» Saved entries
-------

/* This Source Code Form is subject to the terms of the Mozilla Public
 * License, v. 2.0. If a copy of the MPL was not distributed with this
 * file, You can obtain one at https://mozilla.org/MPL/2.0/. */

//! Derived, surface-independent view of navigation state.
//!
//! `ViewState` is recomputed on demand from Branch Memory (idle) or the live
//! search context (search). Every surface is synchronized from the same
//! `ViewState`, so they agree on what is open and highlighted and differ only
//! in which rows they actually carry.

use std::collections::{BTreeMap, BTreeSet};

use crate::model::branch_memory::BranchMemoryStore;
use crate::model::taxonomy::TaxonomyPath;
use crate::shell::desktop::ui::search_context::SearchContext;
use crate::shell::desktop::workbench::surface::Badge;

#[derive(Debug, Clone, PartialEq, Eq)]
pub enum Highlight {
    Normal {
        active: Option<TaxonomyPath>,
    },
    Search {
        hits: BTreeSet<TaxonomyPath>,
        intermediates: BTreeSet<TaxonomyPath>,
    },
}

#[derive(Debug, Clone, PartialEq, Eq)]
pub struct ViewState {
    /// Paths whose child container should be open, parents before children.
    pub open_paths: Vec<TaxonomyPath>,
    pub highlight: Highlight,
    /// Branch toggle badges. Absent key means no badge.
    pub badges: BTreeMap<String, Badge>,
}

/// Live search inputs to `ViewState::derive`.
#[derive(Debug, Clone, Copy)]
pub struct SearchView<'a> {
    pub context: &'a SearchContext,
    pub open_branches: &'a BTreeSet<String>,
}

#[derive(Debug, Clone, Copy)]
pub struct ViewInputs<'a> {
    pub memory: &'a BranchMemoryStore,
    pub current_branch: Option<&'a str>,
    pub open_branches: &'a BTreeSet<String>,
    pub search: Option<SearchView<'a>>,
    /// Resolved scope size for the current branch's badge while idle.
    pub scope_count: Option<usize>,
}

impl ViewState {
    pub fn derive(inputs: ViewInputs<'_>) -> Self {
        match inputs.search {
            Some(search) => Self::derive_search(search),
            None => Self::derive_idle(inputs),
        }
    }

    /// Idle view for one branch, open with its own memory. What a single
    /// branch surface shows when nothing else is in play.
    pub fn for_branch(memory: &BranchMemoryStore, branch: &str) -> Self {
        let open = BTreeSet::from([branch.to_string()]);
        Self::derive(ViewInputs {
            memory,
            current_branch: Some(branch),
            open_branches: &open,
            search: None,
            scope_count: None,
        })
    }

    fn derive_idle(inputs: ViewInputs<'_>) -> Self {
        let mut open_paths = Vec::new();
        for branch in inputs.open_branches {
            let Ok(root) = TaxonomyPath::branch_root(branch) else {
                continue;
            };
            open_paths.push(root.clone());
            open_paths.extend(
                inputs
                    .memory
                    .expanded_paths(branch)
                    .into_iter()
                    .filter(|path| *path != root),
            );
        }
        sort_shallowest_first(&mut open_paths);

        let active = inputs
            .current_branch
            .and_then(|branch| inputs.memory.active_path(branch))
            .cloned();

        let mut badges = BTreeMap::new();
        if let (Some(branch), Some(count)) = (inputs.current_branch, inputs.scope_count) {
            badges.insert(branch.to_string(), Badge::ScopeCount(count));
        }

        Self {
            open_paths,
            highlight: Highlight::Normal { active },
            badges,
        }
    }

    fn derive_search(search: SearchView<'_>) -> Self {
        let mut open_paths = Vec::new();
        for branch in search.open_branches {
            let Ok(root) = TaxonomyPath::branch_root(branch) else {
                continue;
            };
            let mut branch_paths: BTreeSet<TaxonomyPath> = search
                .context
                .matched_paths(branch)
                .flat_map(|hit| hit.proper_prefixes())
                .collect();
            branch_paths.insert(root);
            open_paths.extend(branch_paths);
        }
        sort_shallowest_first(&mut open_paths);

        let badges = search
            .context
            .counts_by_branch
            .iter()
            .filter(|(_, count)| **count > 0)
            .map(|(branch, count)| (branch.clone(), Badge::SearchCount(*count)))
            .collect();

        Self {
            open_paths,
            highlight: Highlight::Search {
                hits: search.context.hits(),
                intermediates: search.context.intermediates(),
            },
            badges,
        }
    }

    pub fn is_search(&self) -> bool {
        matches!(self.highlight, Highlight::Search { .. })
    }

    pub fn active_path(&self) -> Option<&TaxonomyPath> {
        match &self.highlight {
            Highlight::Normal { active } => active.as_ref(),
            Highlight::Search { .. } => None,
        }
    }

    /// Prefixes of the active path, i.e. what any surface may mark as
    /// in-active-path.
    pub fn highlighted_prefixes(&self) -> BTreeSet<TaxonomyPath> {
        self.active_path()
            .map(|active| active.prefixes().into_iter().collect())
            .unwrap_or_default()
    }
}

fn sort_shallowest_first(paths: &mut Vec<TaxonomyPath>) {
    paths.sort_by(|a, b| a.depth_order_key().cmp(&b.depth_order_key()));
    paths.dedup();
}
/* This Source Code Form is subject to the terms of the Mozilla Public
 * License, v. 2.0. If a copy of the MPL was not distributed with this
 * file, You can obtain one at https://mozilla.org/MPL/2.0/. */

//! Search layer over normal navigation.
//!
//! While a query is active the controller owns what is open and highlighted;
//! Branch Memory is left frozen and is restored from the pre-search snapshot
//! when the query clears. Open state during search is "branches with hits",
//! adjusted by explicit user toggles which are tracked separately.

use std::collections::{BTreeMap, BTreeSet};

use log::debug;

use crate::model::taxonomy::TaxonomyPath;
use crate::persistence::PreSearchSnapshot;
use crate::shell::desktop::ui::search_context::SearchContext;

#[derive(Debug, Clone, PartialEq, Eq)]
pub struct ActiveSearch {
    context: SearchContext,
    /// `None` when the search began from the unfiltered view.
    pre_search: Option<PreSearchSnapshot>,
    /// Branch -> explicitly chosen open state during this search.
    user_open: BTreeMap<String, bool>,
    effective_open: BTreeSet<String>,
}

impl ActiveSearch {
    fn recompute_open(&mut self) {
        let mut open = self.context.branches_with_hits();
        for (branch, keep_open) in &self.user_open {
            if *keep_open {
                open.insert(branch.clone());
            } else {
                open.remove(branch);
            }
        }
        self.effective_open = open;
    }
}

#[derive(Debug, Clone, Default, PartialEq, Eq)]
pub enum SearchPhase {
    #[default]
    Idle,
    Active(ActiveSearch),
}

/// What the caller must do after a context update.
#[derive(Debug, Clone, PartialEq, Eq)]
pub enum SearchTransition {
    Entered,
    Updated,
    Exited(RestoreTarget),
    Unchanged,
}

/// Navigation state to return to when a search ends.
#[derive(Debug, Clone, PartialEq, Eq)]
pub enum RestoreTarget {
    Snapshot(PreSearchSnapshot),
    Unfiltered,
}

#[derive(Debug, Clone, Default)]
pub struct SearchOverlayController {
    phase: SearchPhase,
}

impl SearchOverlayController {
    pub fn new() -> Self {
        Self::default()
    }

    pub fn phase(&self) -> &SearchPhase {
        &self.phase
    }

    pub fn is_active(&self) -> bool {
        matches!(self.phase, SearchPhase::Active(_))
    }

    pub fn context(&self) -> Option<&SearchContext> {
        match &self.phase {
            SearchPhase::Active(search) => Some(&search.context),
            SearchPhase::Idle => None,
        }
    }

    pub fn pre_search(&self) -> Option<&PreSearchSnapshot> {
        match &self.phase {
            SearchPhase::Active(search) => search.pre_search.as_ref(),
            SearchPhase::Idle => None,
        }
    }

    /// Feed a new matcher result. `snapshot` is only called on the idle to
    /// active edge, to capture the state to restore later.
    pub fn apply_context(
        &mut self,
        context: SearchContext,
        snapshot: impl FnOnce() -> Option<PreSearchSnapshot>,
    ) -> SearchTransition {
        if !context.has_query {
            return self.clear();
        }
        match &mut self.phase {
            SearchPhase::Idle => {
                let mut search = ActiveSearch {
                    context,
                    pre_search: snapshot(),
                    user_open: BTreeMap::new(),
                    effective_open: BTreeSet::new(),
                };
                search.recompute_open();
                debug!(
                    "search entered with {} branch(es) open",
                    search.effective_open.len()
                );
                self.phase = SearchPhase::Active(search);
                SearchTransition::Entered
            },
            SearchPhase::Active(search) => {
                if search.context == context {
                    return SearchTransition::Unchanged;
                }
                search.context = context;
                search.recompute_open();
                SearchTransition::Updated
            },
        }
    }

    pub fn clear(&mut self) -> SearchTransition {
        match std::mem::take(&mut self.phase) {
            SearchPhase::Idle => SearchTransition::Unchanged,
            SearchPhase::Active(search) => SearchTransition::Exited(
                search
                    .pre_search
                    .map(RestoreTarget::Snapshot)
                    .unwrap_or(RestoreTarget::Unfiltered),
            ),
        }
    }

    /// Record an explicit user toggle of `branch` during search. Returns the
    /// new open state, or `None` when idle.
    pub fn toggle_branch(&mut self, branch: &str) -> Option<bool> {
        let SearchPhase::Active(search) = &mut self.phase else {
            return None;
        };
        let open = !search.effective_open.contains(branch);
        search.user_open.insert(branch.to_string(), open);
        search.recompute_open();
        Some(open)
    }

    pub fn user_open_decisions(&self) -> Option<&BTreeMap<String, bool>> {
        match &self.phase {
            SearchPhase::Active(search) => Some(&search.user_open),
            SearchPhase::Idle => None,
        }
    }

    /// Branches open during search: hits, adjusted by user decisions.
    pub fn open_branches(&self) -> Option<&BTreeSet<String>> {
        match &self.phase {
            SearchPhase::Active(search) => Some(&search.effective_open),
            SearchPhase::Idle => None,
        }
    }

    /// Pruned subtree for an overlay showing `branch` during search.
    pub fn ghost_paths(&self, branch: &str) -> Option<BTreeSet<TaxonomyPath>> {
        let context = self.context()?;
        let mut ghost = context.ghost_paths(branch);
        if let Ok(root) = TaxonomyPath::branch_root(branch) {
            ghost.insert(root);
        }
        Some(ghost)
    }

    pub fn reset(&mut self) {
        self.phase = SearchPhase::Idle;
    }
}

-------

» Problem details
With "from" as the string to look for, count the matching lines above and give the number by itself.

» Worked solution
5